A Zaydi Shiite movement that emerged in the 1990s as a reaction to rising Saudi influence in Yemen, the Houthis were considered a largely local issue until they began to gain momentum during the Arab Spring and eventually took control of the capital, Sanaa, and the northwest of the country.

While the rebels received some nominal support from Iran beginning around 2009, it wasn’t until the Saudi-led military coalition invaded Yemen in March 2015 to confront the Houthis that Iran really began to ramp up its sponsorship. Since then, the Iranian regime has provided the group with military advice, training and small arms, as well as both advanced weapons and the components needed to build such systems in Yemen.

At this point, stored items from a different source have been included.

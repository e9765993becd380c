//! OpenAI-compatible provider implementation.
//!
//! Works with: OpenAI, OpenRouter, DeepSeek, Ollama, vLLM, llama.cpp, and any
//! endpoint exposing `/chat/completions`. Planning needs one complete text
//! reply, so only non-streaming completions are implemented.

use async_trait::async_trait;
use plotmaster_core::error::ProviderError;
use plotmaster_core::message::{Message, Role};
use plotmaster_core::provider::*;
use serde::{Deserialize, Serialize};
use tracing::{debug, warn};

/// An OpenAI-compatible LLM provider.
pub struct OpenAiCompatProvider {
    name: String,
    base_url: String,
    api_key: String,
    client: reqwest::Client,
}

impl OpenAiCompatProvider {
    /// Create a new OpenAI-compatible provider.
    pub fn new(
        name: impl Into<String>,
        base_url: impl Into<String>,
        api_key: impl Into<String>,
    ) -> Self {
        let client = reqwest::Client::builder()
            .timeout(std::time::Duration::from_secs(120))
            .build()
            .expect("Failed to create HTTP client");

        Self {
            name: name.into(),
            base_url: normalize_base_url(&base_url.into()),
            api_key: api_key.into(),
            client,
        }
    }

    /// Create an OpenAI provider (convenience constructor).
    pub fn openai(api_key: impl Into<String>) -> Self {
        Self::new("openai", "https://api.openai.com/v1", api_key)
    }

    /// Convert our Message types to OpenAI API format.
    fn to_api_messages(messages: &[Message]) -> Vec<ApiMessage> {
        messages
            .iter()
            .map(|m| ApiMessage {
                role: match m.role {
                    Role::User => "user".into(),
                    Role::Assistant => "assistant".into(),
                    Role::System => "system".into(),
                },
                content: Some(m.content.clone()),
            })
            .collect()
    }

    fn authorized(&self, builder: reqwest::RequestBuilder) -> reqwest::RequestBuilder {
        if self.api_key.is_empty() {
            builder
        } else {
            builder.header("Authorization", format!("Bearer {}", self.api_key))
        }
    }
}

/// Users paste either the API root or the full completions URL.
fn normalize_base_url(url: &str) -> String {
    let trimmed = url.trim().trim_end_matches('/');
    trimmed
        .strip_suffix("/chat/completions")
        .unwrap_or(trimmed)
        .to_string()
}

#[async_trait]
impl plotmaster_core::Provider for OpenAiCompatProvider {
    fn name(&self) -> &str {
        &self.name
    }

    async fn complete(
        &self,
        request: ProviderRequest,
    ) -> std::result::Result<ProviderResponse, ProviderError> {
        let url = format!("{}/chat/completions", self.base_url);

        let mut body = serde_json::json!({
            "model": request.model,
            "messages": Self::to_api_messages(&request.messages),
            "temperature": request.temperature,
            "stream": false,
        });

        if let Some(max_tokens) = request.max_tokens {
            body["max_tokens"] = serde_json::json!(max_tokens);
        }

        if !request.stop.is_empty() {
            body["stop"] = serde_json::json!(request.stop);
        }

        debug!(provider = %self.name, model = %request.model, "Sending completion request");

        let response = self
            .authorized(self.client.post(&url))
            .header("Content-Type", "application/json")
            .json(&body)
            .send()
            .await
            .map_err(|e| {
                if e.is_timeout() {
                    ProviderError::Timeout(e.to_string())
                } else {
                    ProviderError::Network(e.to_string())
                }
            })?;

        let status = response.status().as_u16();

        if status == 429 {
            return Err(ProviderError::RateLimited {
                retry_after_secs: 5,
            });
        }

        if status == 401 || status == 403 {
            return Err(ProviderError::AuthenticationFailed(
                "Invalid API key or insufficient permissions".into(),
            ));
        }

        if status != 200 {
            let error_body = response.text().await.unwrap_or_default();
            warn!(status, body = %error_body, "Provider returned error");
            return Err(ProviderError::ApiError {
                status_code: status,
                message: error_body,
            });
        }

        let api_response: ApiResponse =
            response.json().await.map_err(|e| ProviderError::ApiError {
                status_code: 200,
                message: format!("Failed to parse response: {e}"),
            })?;

        parse_completion(api_response)
    }

    async fn health_check(&self) -> std::result::Result<bool, ProviderError> {
        let url = format!("{}/models", self.base_url);
        let response = self
            .authorized(self.client.get(&url))
            .send()
            .await
            .map_err(|e| ProviderError::Network(e.to_string()))?;

        Ok(response.status().is_success())
    }
}

fn parse_completion(api_response: ApiResponse) -> std::result::Result<ProviderResponse, ProviderError> {
    let choice = api_response
        .choices
        .into_iter()
        .next()
        .ok_or_else(|| ProviderError::ApiError {
            status_code: 200,
            message: "No choices in response".into(),
        })?;

    let message = Message::assistant(choice.message.content.unwrap_or_default());

    let usage = api_response.usage.map(|u| Usage {
        prompt_tokens: u.prompt_tokens,
        completion_tokens: u.completion_tokens,
        total_tokens: u.total_tokens,
    });

    Ok(ProviderResponse {
        message,
        usage,
        model: api_response.model.unwrap_or_default(),
        metadata: serde_json::Map::new(),
    })
}

// --- OpenAI API types (internal) ---

#[derive(Debug, Serialize, Deserialize)]
struct ApiMessage {
    role: String,
    #[serde(skip_serializing_if = "Option::is_none")]
    content: Option<String>,
}

#[derive(Debug, Deserialize)]
struct ApiResponse {
    #[serde(default)]
    model: Option<String>,
    choices: Vec<ApiChoice>,
    usage: Option<ApiUsage>,
}

#[derive(Debug, Deserialize)]
struct ApiChoice {
    message: ApiMessage,
}

#[derive(Debug, Deserialize)]
struct ApiUsage {
    prompt_tokens: u32,
    completion_tokens: u32,
    total_tokens: u32,
}

#[cfg(test)]
mod tests {
    use super::*;
    use plotmaster_core::Provider;

    #[test]
    fn openai_constructor() {
        let provider = OpenAiCompatProvider::openai("sk-test");
        assert_eq!(provider.name(), "openai");
        assert!(provider.base_url.contains("api.openai.com"));
    }

    #[test]
    fn base_url_is_normalized() {
        assert_eq!(
            normalize_base_url("http://localhost:5000/v1/chat/completions/"),
            "http://localhost:5000/v1"
        );
        assert_eq!(normalize_base_url(" https://x.ai/v1/ "), "https://x.ai/v1");
    }

    #[test]
    fn message_conversion() {
        let messages = vec![
            Message::system("You plan plots"),
            Message::assistant("Earlier reply"),
            Message::user("Hello"),
        ];
        let api_messages = OpenAiCompatProvider::to_api_messages(&messages);
        assert_eq!(api_messages.len(), 3);
        assert_eq!(api_messages[0].role, "system");
        assert_eq!(api_messages[1].role, "assistant");
        assert_eq!(api_messages[2].role, "user");
    }

    #[test]
    fn parse_completion_response() {
        let data = r#"{
            "model": "deepseek-chat",
            "choices": [{"message": {"role": "assistant", "content": "<plot>go north</plot>"}}],
            "usage": {"prompt_tokens": 10, "completion_tokens": 5, "total_tokens": 15}
        }"#;
        let parsed: ApiResponse = serde_json::from_str(data).unwrap();
        let response = parse_completion(parsed).unwrap();
        assert_eq!(response.text(), "<plot>go north</plot>");
        assert_eq!(response.model, "deepseek-chat");
        assert_eq!(response.usage.unwrap().total_tokens, 15);
    }

    #[test]
    fn parse_completion_without_choices_fails() {
        let parsed: ApiResponse = serde_json::from_str(r#"{"choices": []}"#).unwrap();
        let err = parse_completion(parsed).unwrap_err();
        assert!(err.to_string().contains("No choices"));
    }

    #[test]
    fn null_content_becomes_empty_text() {
        let data = r#"{"choices": [{"message": {"role": "assistant", "content": null}}]}"#;
        let parsed: ApiResponse = serde_json::from_str(data).unwrap();
        assert_eq!(parse_completion(parsed).unwrap().text(), "");
    }
}
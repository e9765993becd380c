//! plotmaster CLI — the main entry point.
//!
//! Commands:
//! - `plan`    — Plan one message through the generation pipeline
//! - `tables`  — Print a memory-table export as the planner sees it
//! - `config`  — Show, initialize, or locate the settings file
//! - `preset`  — List or switch prompt presets

use std::path::PathBuf;

use clap::{Parser, Subcommand};

mod commands;

#[derive(Parser)]
#[command(
    name = "plotmaster",
    about = "plotmaster — plot-planning middleware for roleplay chats",
    version,
    author
)]
struct Cli {
    #[command(subcommand)]
    command: Commands,

    /// Settings file (defaults to ~/.plotmaster/settings.toml)
    #[arg(long, global = true, env = "PLOTMASTER_CONFIG")]
    config: Option<PathBuf>,

    /// Enable verbose logging
    #[arg(short, long, global = true)]
    verbose: bool,
}

#[derive(Subcommand)]
enum Commands {
    /// Plan a message and print the enriched text
    Plan(commands::plan::PlanArgs),

    /// Format a memory-table export (JSON)
    Tables {
        /// Path to the export file
        path: PathBuf,
    },

    /// Manage the settings file
    Config {
        #[command(subcommand)]
        action: ConfigAction,
    },

    /// Manage prompt presets
    Preset {
        #[command(subcommand)]
        action: PresetAction,
    },
}

#[derive(Subcommand)]
enum ConfigAction {
    /// Print the effective settings
    Show,

    /// Write a default settings file
    Init {
        /// Overwrite an existing file
        #[arg(long)]
        force: bool,
    },

    /// Print the settings file path
    Path,
}

#[derive(Subcommand)]
enum PresetAction {
    /// List saved presets
    List,

    /// Make a preset the active one and load it into the global settings
    Use {
        /// Preset name
        name: String,
    },
}

#[tokio::main]
async fn main() -> Result<(), Box<dyn std::error::Error>> {
    let cli = Cli::parse();

    // Initialize tracing
    let filter = if cli.verbose { "debug" } else { "info" };
    tracing_subscriber::fmt()
        .with_env_filter(
            tracing_subscriber::EnvFilter::try_from_default_env()
                .unwrap_or_else(|_| tracing_subscriber::EnvFilter::new(filter)),
        )
        .with_target(false)
        .with_writer(std::io::stderr)
        .init();

    let settings_path = cli
        .config
        .unwrap_or_else(plotmaster_config::Settings::default_path);

    match cli.command {
        Commands::Plan(args) => commands::plan::run(&settings_path, args).await?,
        Commands::Tables { path } => commands::tables::run(&path)?,
        Commands::Config { action } => match action {
            ConfigAction::Show => commands::config_cmd::show(&settings_path)?,
            ConfigAction::Init { force } => commands::config_cmd::init(&settings_path, force)?,
            ConfigAction::Path => commands::config_cmd::path(&settings_path),
        },
        Commands::Preset { action } => match action {
            PresetAction::List => commands::preset::list(&settings_path)?,
            PresetAction::Use { name } => commands::preset::use_preset(&settings_path, &name)?,
        },
    }

    Ok(())
}
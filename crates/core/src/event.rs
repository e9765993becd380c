//! Host event stream — typed replacement for the host's string-keyed event bus.
//!
//! Events are published when something interesting happens in the host or in
//! the planner. Other components subscribe to react without tight coupling.
//!
//! Payload shapes:
//! - `PluginTriggered`  — a planning run started for `conversation_id`
//! - `GenerationEnded`  — the host finished writing the assistant reply
//! - `ChatChanged`      — the user switched to (or opened) `conversation_id`
//! - `MessageUpdated`   — the message at `index` was rewritten in place
//! - `Notice`           — a user-visible notification

use serde::{Deserialize, Serialize};
use std::sync::Arc;
use tokio::sync::broadcast;
use crate::message::ConversationId;

/// Severity of a user-visible notice.
#[derive(Debug, Clone, Copy, PartialEq, Eq, Serialize, Deserialize)]
#[serde(rename_all = "lowercase")]
pub enum NoticeLevel {
    Info,
    Success,
    Warning,
    Error,
}

/// All events exchanged between the host and the planner.
#[derive(Debug, Clone, Serialize, Deserialize)]
#[serde(tag = "type", rename_all = "snake_case")]
pub enum HostEvent {
    PluginTriggered {
        conversation_id: ConversationId,
    },

    GenerationEnded {
        conversation_id: ConversationId,
    },

    ChatChanged {
        conversation_id: ConversationId,
    },

    MessageUpdated {
        conversation_id: ConversationId,
        index: usize,
    },

    Notice {
        level: NoticeLevel,
        title: String,
        message: String,
    },
}

impl HostEvent {
    pub fn notice(level: NoticeLevel, title: impl Into<String>, message: impl Into<String>) -> Self {
        Self::Notice {
            level,
            title: title.into(),
            message: message.into(),
        }
    }
}

/// A broadcast-based event bus for host events.
///
/// Uses `tokio::sync::broadcast` for multi-consumer pub/sub.
pub struct EventBus {
    sender: broadcast::Sender<Arc<HostEvent>>,
}

impl EventBus {
    /// Create a new event bus with the given capacity.
    pub fn new(capacity: usize) -> Self {
        let (sender, _) = broadcast::channel(capacity);
        Self { sender }
    }

    /// Publish an event to all subscribers.
    pub fn publish(&self, event: HostEvent) {
        // No subscribers is fine
        let _ = self.sender.send(Arc::new(event));
    }

    /// Subscribe to receive events.
    pub fn subscribe(&self) -> broadcast::Receiver<Arc<HostEvent>> {
        self.sender.subscribe()
    }
}

impl Default for EventBus {
    fn default() -> Self {
        Self::new(256)
    }
}
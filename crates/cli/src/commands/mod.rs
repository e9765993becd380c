pub mod config_cmd;
pub mod plan;
pub mod preset;
pub mod tables;
//! Per-character overrides of the API settings.
//!
//! A character card may carry a partial copy of `apiSettings` under the
//! extension's key. Every field is optional; present fields win over the
//! global settings but lose to an active preset.

use serde::{Deserialize, Serialize};
use crate::{ApiMode, ApiSettings};

/// Keys an active preset owns. Stale copies of these on a character card are
/// deleted when a chat is opened.
pub const PROMPT_OVERRIDE_KEYS: [&str; 7] = [
    "mainPrompt",
    "systemPrompt",
    "finalSystemDirective",
    "rateMain",
    "ratePersonal",
    "rateErotic",
    "rateCuckold",
];

#[derive(Debug, Clone, Default, PartialEq, Serialize, Deserialize)]
#[serde(rename_all = "camelCase", default)]
pub struct ApiSettingsOverride {
    #[serde(skip_serializing_if = "Option::is_none")]
    pub api_mode: Option<ApiMode>,
    #[serde(skip_serializing_if = "Option::is_none")]
    pub api_url: Option<String>,
    #[serde(skip_serializing_if = "Option::is_none")]
    pub model: Option<String>,
    #[serde(skip_serializing_if = "Option::is_none")]
    pub max_tokens: Option<u32>,
    #[serde(skip_serializing_if = "Option::is_none")]
    pub temperature: Option<f32>,
    #[serde(skip_serializing_if = "Option::is_none")]
    pub main_prompt: Option<String>,
    #[serde(skip_serializing_if = "Option::is_none")]
    pub system_prompt: Option<String>,
    #[serde(skip_serializing_if = "Option::is_none")]
    pub final_system_directive: Option<String>,
    #[serde(skip_serializing_if = "Option::is_none")]
    pub rate_main: Option<f64>,
    #[serde(skip_serializing_if = "Option::is_none")]
    pub rate_personal: Option<f64>,
    #[serde(skip_serializing_if = "Option::is_none")]
    pub rate_erotic: Option<f64>,
    #[serde(skip_serializing_if = "Option::is_none")]
    pub rate_cuckold: Option<f64>,
    #[serde(skip_serializing_if = "Option::is_none")]
    pub context_turn_count: Option<i64>,
    #[serde(skip_serializing_if = "Option::is_none")]
    pub worldbook_enabled: Option<bool>,
    #[serde(skip_serializing_if = "Option::is_none")]
    pub extract_tags: Option<String>,
}

impl ApiSettingsOverride {
    /// Parse the override from a character card's extension blob
    /// (`{ "apiSettings": { ... } }`).
    ///
    /// Keys are checked one at a time: a mistyped value is dropped on its own
    /// and numeric strings are accepted where a number is expected. A blob
    /// without an `apiSettings` object yields `None`.
    pub fn from_extension_blob(blob: &serde_json::Value) -> Option<Self> {
        let api = blob.get("apiSettings")?.as_object()?;

        let mut accepted = serde_json::Map::new();
        for (key, value) in api {
            match Self::lenient_field(key, value) {
                Some(value) => {
                    accepted.insert(key.clone(), value);
                }
                None => {
                    tracing::warn!(key = %key, value = %value, "Ignoring malformed character override");
                }
            }
        }

        serde_json::from_value(serde_json::Value::Object(accepted)).ok()
    }

    /// The value to keep for `key`, if it parses on its own (directly or as a
    /// number written as a string).
    fn lenient_field(key: &str, value: &serde_json::Value) -> Option<serde_json::Value> {
        let parses = |candidate: &serde_json::Value| {
            let mut single = serde_json::Map::new();
            single.insert(key.to_string(), candidate.clone());
            serde_json::from_value::<Self>(serde_json::Value::Object(single)).is_ok()
        };

        if parses(value) {
            return Some(value.clone());
        }

        let text = value.as_str()?.trim();
        let number = match text.parse::<i64>() {
            Ok(n) => serde_json::Value::from(n),
            Err(_) => serde_json::Number::from_f64(text.parse::<f64>().ok()?)?.into(),
        };
        parses(&number).then_some(number)
    }

    /// Overlay the present fields onto `base`.
    pub fn apply_to(&self, base: &mut ApiSettings) {
        fn set<T: Clone>(slot: &mut T, value: &Option<T>) {
            if let Some(v) = value {
                *slot = v.clone();
            }
        }

        set(&mut base.api_mode, &self.api_mode);
        set(&mut base.api_url, &self.api_url);
        set(&mut base.model, &self.model);
        set(&mut base.max_tokens, &self.max_tokens);
        set(&mut base.temperature, &self.temperature);
        set(&mut base.main_prompt, &self.main_prompt);
        set(&mut base.system_prompt, &self.system_prompt);
        set(&mut base.final_system_directive, &self.final_system_directive);
        set(&mut base.rate_main, &self.rate_main);
        set(&mut base.rate_personal, &self.rate_personal);
        set(&mut base.rate_erotic, &self.rate_erotic);
        set(&mut base.rate_cuckold, &self.rate_cuckold);
        set(&mut base.context_turn_count, &self.context_turn_count);
        set(&mut base.worldbook_enabled, &self.worldbook_enabled);
        set(&mut base.extract_tags, &self.extract_tags);
    }
}

/// Remove the preset-owned keys from a character blob's `apiSettings`.
///
/// Returns `true` when at least one key was removed.
pub fn strip_prompt_keys(blob: &mut serde_json::Value) -> bool {
    let Some(api) = blob
        .get_mut("apiSettings")
        .and_then(serde_json::Value::as_object_mut)
    else {
        return false;
    };

    let mut removed = false;
    for key in PROMPT_OVERRIDE_KEYS {
        removed |= api.remove(key).is_some();
    }
    removed
}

But don’t be fooled. While reports indicate that both Iran’s Islamic Revolutionary Guard Corps and Hezbollah commanders are in Yemen directing and overseeing Houthi maritime operations, there is no guarantee that Tehran could stop the group’s aggression in the Red Sea even if it wanted to. For although the Houthis have relied on Iran’s support for more than a decade, they are far from a totally owned subsidiary of Iran, and they still act autonomously. Take, for instance, cross-border attacks against the United Arab Emirates that were carried out in January 2022 despite a recent rapprochement between Iran and the UAE.

In fact, the Houthis have a lot to gain and little to lose from their maritime operations, which they have depicted as a response to the ongoing Israeli offensive in the Gaza Strip.

For the Houthis, playing a role in the Israel-Hamas war is an opportunity to bolster their popularity and recruit new forces into their ranks. And so far, it’s working. The vast majority of Yemenis are sympathetic to the Palestinian cause, and thousands of them have gathered in Houthi-controlled Sanaa to show their support for Palestinians and protest Western attacks on Yemen, with some even criticizing the Biden administration’s decision to redesignate the group as a terrorist organization. Moreover, Houthi leaders say they have recruited and trained 200,000 new fighters since they began their maritime offensive.